** Opening PROVIDED DATA block **
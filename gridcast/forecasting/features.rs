use ndarray::{Array1, Array2, ArrayView1, Axis};
use serde::{Deserialize, Serialize};

use crate::{
    error::{ForecastError, ForecastResult},
    record::{DemandRecord, PredictionRequest},
};

/// Number of model inputs.
pub const FEATURE_COUNT: usize = 6;

/// Canonical model input order.
pub const FEATURE_ORDER: [&str; FEATURE_COUNT] = [
    "temperature",
    "hour",
    "day_of_week",
    "month",
    "humidity",
    "is_holiday",
];

/// Fixed-order numeric representation of one record.
pub type FeatureVector = [f64; FEATURE_COUNT];

/// Returns the schema as owned strings, the form stored in artifacts.
#[must_use]
pub fn feature_schema() -> Vec<String> {
    FEATURE_ORDER.iter().map(|name| (*name).to_owned()).collect()
}

/// Fill values for optional inputs.
///
/// Continuous features use the mean, categorical ones the mode (smallest value
/// on ties). Computed from the training rows and frozen into the artifact.
#[derive(Debug, Clone, Copy, PartialEq, Serialize, Deserialize)]
pub struct FeatureDefaults {
    /// Mean temperature.
    pub temperature: f64,
    /// Most common month.
    pub month: u8,
    /// Mean humidity.
    pub humidity: f64,
    /// Most common holiday flag.
    pub is_holiday: bool,
}

impl Default for FeatureDefaults {
    fn default() -> Self {
        Self {
            temperature: 25.0,
            month: 1,
            humidity: 60.0,
            is_holiday: false,
        }
    }
}

impl FeatureDefaults {
    /// Derives defaults from `records`; features never observed keep the static fallbacks.
    #[must_use]
    pub fn from_records<'a>(records: impl IntoIterator<Item = &'a DemandRecord>) -> Self {
        let mut temperature = (0.0, 0_u32);
        let mut humidity = (0.0, 0_u32);
        let mut months = [0_usize; 13];
        let mut holidays = [0_usize; 2];
        for record in records {
            if let Some(t) = record.temperature {
                temperature.0 += t;
                temperature.1 += 1;
            }
            if let Some(h) = record.humidity {
                humidity.0 += h;
                humidity.1 += 1;
            }
            if let Some(m) = record.month {
                months[usize::from(m).min(12)] += 1;
            }
            holidays[usize::from(record.is_holiday)] += 1;
        }

        let fallback = Self::default();
        let mean = |(sum, count): (f64, u32), default: f64| {
            if count == 0 {
                default
            } else {
                sum / f64::from(count)
            }
        };
        Self {
            temperature: mean(temperature, fallback.temperature),
            month: mode(&months[1..]).map_or(fallback.month, |idx| idx + 1),
            humidity: mean(humidity, fallback.humidity),
            is_holiday: mode(&holidays).is_some_and(|idx| idx == 1),
        }
    }
}

// index of the highest count, first on ties; None when nothing was counted
fn mode(counts: &[usize]) -> Option<u8> {
    let mut best: Option<(usize, usize)> = None;
    for (idx, &count) in counts.iter().enumerate() {
        if count > 0 && !matches!(best, Some((_, top)) if top >= count) {
            best = Some((idx, count));
        }
    }
    best.and_then(|(idx, _)| u8::try_from(idx).ok())
}

/// Builds the feature vector for a stored record.
#[must_use]
pub fn vectorize_record(record: &DemandRecord, defaults: &FeatureDefaults) -> FeatureVector {
    [
        record.temperature.unwrap_or(defaults.temperature),
        f64::from(record.hour),
        f64::from(record.day_of_week),
        f64::from(record.month.unwrap_or(defaults.month)),
        record.humidity.unwrap_or(defaults.humidity),
        f64::from(u8::from(record.is_holiday)),
    ]
}

/// Builds the feature vector for an inference request.
///
/// Inputs the caller left out take the artifact's last-known defaults.
#[must_use]
pub fn vectorize_request(request: &PredictionRequest, defaults: &FeatureDefaults) -> FeatureVector {
    [
        request.temperature(),
        f64::from(request.hour()),
        f64::from(request.day_of_week()),
        f64::from(request.month()),
        request.humidity().unwrap_or(defaults.humidity),
        f64::from(u8::from(request.is_holiday().unwrap_or(defaults.is_holiday))),
    ]
}

/// Stacks feature vectors into a row-major matrix.
#[must_use]
pub fn to_matrix(rows: &[FeatureVector]) -> Array2<f64> {
    let mut matrix = Array2::zeros((rows.len(), FEATURE_COUNT));
    for (mut target, row) in matrix.axis_iter_mut(Axis(0)).zip(rows) {
        target.assign(&ArrayView1::from(&row[..]));
    }
    matrix
}

/// Per-feature standardization fitted on the training split.
#[derive(Debug, Clone, PartialEq, Serialize, Deserialize)]
pub struct Standardizer {
    mean: Vec<f64>,
    std: Vec<f64>,
}

impl Standardizer {
    /// Floor below which a feature's spread is treated as constant.
    pub const MIN_STD: f64 = 1e-9;

    /// Fits column means and population standard deviations.
    #[must_use]
    pub fn fit(matrix: &Array2<f64>) -> Self {
        let columns = matrix.ncols();
        let mean = matrix
            .mean_axis(Axis(0))
            .unwrap_or_else(|| Array1::zeros(columns));
        let std = if matrix.nrows() == 0 {
            Array1::ones(columns)
        } else {
            matrix
                .std_axis(Axis(0), 0.0)
                .mapv(|s| if s.is_finite() && s >= Self::MIN_STD { s } else { 1.0 })
        };
        Self {
            mean: mean.to_vec(),
            std: std.to_vec(),
        }
    }

    /// Column means.
    #[must_use]
    pub fn mean(&self) -> &[f64] {
        &self.mean
    }

    /// Column standard deviations (already floored).
    #[must_use]
    pub fn std(&self) -> &[f64] {
        &self.std
    }

    /// Number of columns the standardizer was fitted on.
    #[must_use]
    pub fn dim(&self) -> usize {
        self.mean.len()
    }

    /// Standardizes every row of `matrix`.
    pub fn transform(&self, matrix: &Array2<f64>) -> ForecastResult<Array2<f64>> {
        self.check(matrix.ncols())?;
        let mean = ArrayView1::from(&self.mean[..]);
        let std = ArrayView1::from(&self.std[..]);
        Ok((matrix - &mean) / &std)
    }

    /// Standardizes one vector.
    pub fn transform_row(&self, row: &[f64]) -> ForecastResult<Vec<f64>> {
        self.check(row.len())?;
        Ok(row
            .iter()
            .zip(self.mean.iter().zip(&self.std))
            .map(|(value, (mean, std))| (value - mean) / std)
            .collect())
    }

    fn check(&self, columns: usize) -> ForecastResult<()> {
        if columns != self.mean.len() || self.std.len() != self.mean.len() {
            return Err(ForecastError::ModelLoad(format!(
                "standardizer expects {} features, got {columns}",
                self.mean.len()
            )));
        }
        Ok(())
    }
}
** Closing PROVIDED DATA block **
> _WHAT YOU NEED TO DO_
Report how many lines of the data hold the string "stored"; give only the number.

> _TASK RESULT_
2